4. Il résulte des dispositions de l'article L. 1617-5 du code général des collectivités territoriales que les lettres de relance, qui rappellent au débiteur défaillant son obligation de payer résultant d'un titre de recettes et l'invitent à s'acquitter de sa dette avant l'engagement de poursuites pour son recouvrement forcé, ne constituent ni un titre exécutoire, ni un commandement de payer. Dès lors, ainsi que le soutient à bon droit, le directeur départemental des finances publiques de l'Essonne, elles ne constituent pas des actes faisant grief susceptibles de recours. Par suite, les conclusions de Mme B à fin d'annulation des lettres de relance ayant pour objet l'indu de revenu de solidarité active de 17 692,18 euros et l'amende administrative de 1 268 euros sont irrecevables et doivent dès lors être rejetées.

Sur les frais du litige :

5. Les conclusions de Mme B à fin qu'une somme au titre des frais du litige soit mise à la charge du conseil départemental de l'Essonne qui n'est pas la partie perdante ne peuvent qu'être rejetées.

D E C I D E :

Article 1er : Les requêtes de Mme B sont rejetées.

Article 2: Le présent jugement sera notifié à Mme A B, au directeur départemental des finances publiques de l'Essonne et au président du conseil départemental de l'Essonne.
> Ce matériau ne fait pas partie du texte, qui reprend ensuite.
//! Strategy tree evaluation for one bar.
//!
//! # Evaluation Semantics
//!
//! - Triggers and conditions gate their children: children run only on bars
//!   where the predicate holds. Nesting is an AND.
//! - Actions execute when reached, attributed to the nearest satisfied parent.
//! - Nodes deeper than `MAX_DEPTH` are ignored.
//! - After the trigger walk the peak price is updated with the bar's close,
//!   then modifiers are checked against the open position regardless of any
//!   trigger state. The first modifier that fires liquidates the position.
//! - `IF_MOVING_AVG` and `IF_MACD_CROSS` are crossovers: they require
//!   `index >= 1` and compare the previous bar with the current one.

use crate::domain::bar::Bar;
use crate::domain::indicator::Series;
use crate::domain::indicator_set::IndicatorSet;
use crate::domain::ledger::{Attribution, Ledger, Reason};
use crate::domain::node::{
    Action, Band, Condition, Cross, Modifier, NodeKind, StrategyNode, Trigger, MAX_DEPTH,
};
use crate::ports::label_port::LabelPort;
use chrono::Datelike;

/// Everything the evaluator reads for one bar of one asset.
pub struct EvalContext<'a> {
    pub bars: &'a [Bar],
    pub indicators: &'a IndicatorSet,
    pub index: usize,
    pub labels: &'a dyn LabelPort,
}

impl EvalContext<'_> {
    fn bar(&self) -> &Bar {
        &self.bars[self.index]
    }

    fn close(&self) -> f64 {
        self.bar().close
    }
}

/// Run the trigger walk, the peak update and the modifier walk for one bar.
pub fn evaluate_bar(
    nodes: &[StrategyNode],
    modifiers: &[&StrategyNode],
    ctx: &EvalContext<'_>,
    ledger: &mut dyn Ledger,
) {
    if ctx.index >= ctx.bars.len() {
        return;
    }
    walk(nodes, 0, None, ctx, ledger);

    let mut holding = ledger.holding();
    holding.update_peak(ctx.close());
    ledger.set_holding(holding);

    apply_modifiers(modifiers, ctx, ledger);
}

fn walk(
    nodes: &[StrategyNode],
    depth: usize,
    parent: Option<&Attribution>,
    ctx: &EvalContext<'_>,
    ledger: &mut dyn Ledger,
) {
    if depth > MAX_DEPTH {
        return;
    }
    for node in nodes {
        let reason = match &node.kind {
            NodeKind::Trigger(trigger) => check_trigger(trigger, ctx),
            NodeKind::Condition(condition) => check_condition(condition, ctx),
            NodeKind::Action(action) => {
                let attribution = match parent {
                    Some(a) => Attribution {
                        reason: a.reason.clone(),
                        source: node.source.clone().or_else(|| a.source.clone()),
                    },
                    None => Attribution {
                        reason: ctx.labels.describe(&Reason::Action { action: *action }),
                        source: node.source.clone(),
                    },
                };
                execute_action(action, attribution, ctx, ledger);
                continue;
            }
            NodeKind::Modifier(_) => continue,
        };

        if let Some(reason) = reason {
            let attribution = Attribution {
                reason: ctx.labels.describe(&reason),
                source: node.source.clone(),
            };
            walk(&node.children, depth + 1, Some(&attribution), ctx, ledger);
        }
    }
}

fn execute_action(
    action: &Action,
    attribution: Attribution,
    ctx: &EvalContext<'_>,
    ledger: &mut dyn Ledger,
) {
    let price = ctx.close();
    match *action {
        Action::Buy { amount } => {
            ledger.buy(amount, price, attribution, ctx.labels);
        }
        Action::Sell { units } => {
            ledger.sell(units, price, attribution, ctx.labels);
        }
        Action::BuyPercent { percent } => {
            let amount = ledger.cash() * percent / 100.0;
            ledger.buy(amount, price, attribution, ctx.labels);
        }
        Action::SellPercent { percent } => {
            let units = ledger.holding().units * percent / 100.0;
            ledger.sell(units, price, attribution, ctx.labels);
        }
    }
}

fn apply_modifiers(modifiers: &[&StrategyNode], ctx: &EvalContext<'_>, ledger: &mut dyn Ledger) {
    let close = ctx.close();
    for node in modifiers {
        let NodeKind::Modifier(modifier) = &node.kind else {
            continue;
        };
        let holding = ledger.holding();
        if !holding.is_open() {
            return;
        }
        let fired = match *modifier {
            Modifier::StopLoss { percent } => holding.change_from_entry(close) <= -percent,
            Modifier::TakeProfit { percent } => holding.change_from_entry(close) >= percent,
            Modifier::TrailingStop { percent } => holding.drop_from_peak(close) >= percent,
        };
        if fired {
            let reason = ctx.labels.describe(&Reason::Modifier {
                modifier: *modifier,
                entry_price: holding.entry_price,
                peak_price: holding.peak_price,
                close,
            });
            let attribution = Attribution {
                reason,
                source: node.source.clone(),
            };
            ledger.sell(holding.units, close, attribution, ctx.labels);
            return;
        }
    }
}

fn at(series: &[Option<f64>], index: usize) -> Option<f64> {
    series.get(index).copied().flatten()
}

fn check_trigger(trigger: &Trigger, ctx: &EvalContext<'_>) -> Option<Reason> {
    let close = ctx.close();
    let change = ctx
        .indicators
        .price_change
        .get(ctx.index)
        .copied()
        .unwrap_or(0.0);
    let date = ctx.bar().date;

    let holds = match *trigger {
        Trigger::PriceAbove { price } => close > price,
        Trigger::PriceBelow { price } => close < price,
        Trigger::PriceDrops { percent } => ctx.index > 0 && change <= -percent,
        Trigger::PriceRises { percent } => ctx.index > 0 && change >= percent,
        Trigger::Weekday { day } => date.weekday() == day,
        Trigger::MonthDay { day } => {
            // first bar of the month on or after `day`
            date.day() >= day
                && match ctx.index.checked_sub(1).map(|i| ctx.bars[i].date) {
                    Some(prev) => {
                        prev.year() != date.year()
                            || prev.month() != date.month()
                            || prev.day() < day
                    }
                    None => true,
                }
        }
        Trigger::EveryNDays { days } => days > 0 && ctx.index % days == 0,
        Trigger::FirstDay => ctx.index == 0,
    };

    holds.then_some(Reason::Trigger {
        trigger: *trigger,
        close,
        change_percent: change,
    })
}

fn crossed(series_a: &Series, series_b: &Series, index: usize, direction: Cross) -> Option<f64> {
    if index == 0 {
        return None;
    }
    let (a_curr, b_curr) = (at(series_a, index)?, at(series_b, index)?);
    let (a_prev, b_prev) = (at(series_a, index - 1)?, at(series_b, index - 1)?);
    let hit = match direction {
        Cross::Above => a_curr > b_curr && a_prev <= b_prev,
        Cross::Below => a_curr < b_curr && a_prev >= b_prev,
    };
    hit.then_some(a_curr)
}

fn close_crossed(ma: &Series, ctx: &EvalContext<'_>, direction: Cross) -> Option<f64> {
    let i = ctx.index;
    if i == 0 {
        return None;
    }
    let (ma_curr, ma_prev) = (at(ma, i)?, at(ma, i - 1)?);
    let (curr, prev) = (ctx.bars[i].close, ctx.bars[i - 1].close);
    let hit = match direction {
        Cross::Above => curr > ma_curr && prev <= ma_prev,
        Cross::Below => curr < ma_curr && prev >= ma_prev,
    };
    hit.then_some(ma_curr)
}

fn check_condition(condition: &Condition, ctx: &EvalContext<'_>) -> Option<Reason> {
    let i = ctx.index;
    let ind = ctx.indicators;
    let close = ctx.close();

    let value = match *condition {
        Condition::RsiBelow { threshold } => at(&ind.rsi14, i).filter(|rsi| *rsi < threshold),
        Condition::RsiAbove { threshold } => at(&ind.rsi14, i).filter(|rsi| *rsi > threshold),
        Condition::MovingAverage { average, direction } => ind
            .moving_average(&average)
            .and_then(|ma| close_crossed(ma, ctx, direction)),
        Condition::VolumeSpike { multiplier } => at(&ind.avg_volume20, i)
            .filter(|avg| *avg > 0.0)
            .map(|avg| ctx.bar().volume / avg)
            .filter(|ratio| *ratio > multiplier),
        Condition::Bollinger { band } => ind.bollinger.as_ref().and_then(|bb| match band {
            Band::Lower => at(&bb.lower, i).filter(|lower| close <= *lower),
            Band::Upper => at(&bb.upper, i).filter(|upper| close >= *upper),
        }),
        Condition::MacdCross { direction } => ind
            .macd
            .as_ref()
            .and_then(|m| crossed(&m.line, &m.signal, i, direction)),
        Condition::VolatilityAbove { percent } => ind
            .atr14
            .as_ref()
            .and_then(|atr| at(atr, i))
            .filter(|_| close > 0.0)
            .map(|atr| atr / close * 100.0)
            .filter(|pct| *pct > percent),
    }?;

    Some(Reason::Condition {
        condition: *condition,
        value,
    })
}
Rendu public par mise à disposition au greffe le 3 octobre 2022.

Le magistrat désigné,

signé

J-M Crandal La greffière,

signé

B. Dalla Guarda

La République mande et ordonne au préfet de l'Essonne en ce qui le concerne ou à tous huissiers de justice à ce requis en ce qui concerne les voies de droit commun contre les parties privées, de pourvoir à l'exécution de la présente décision.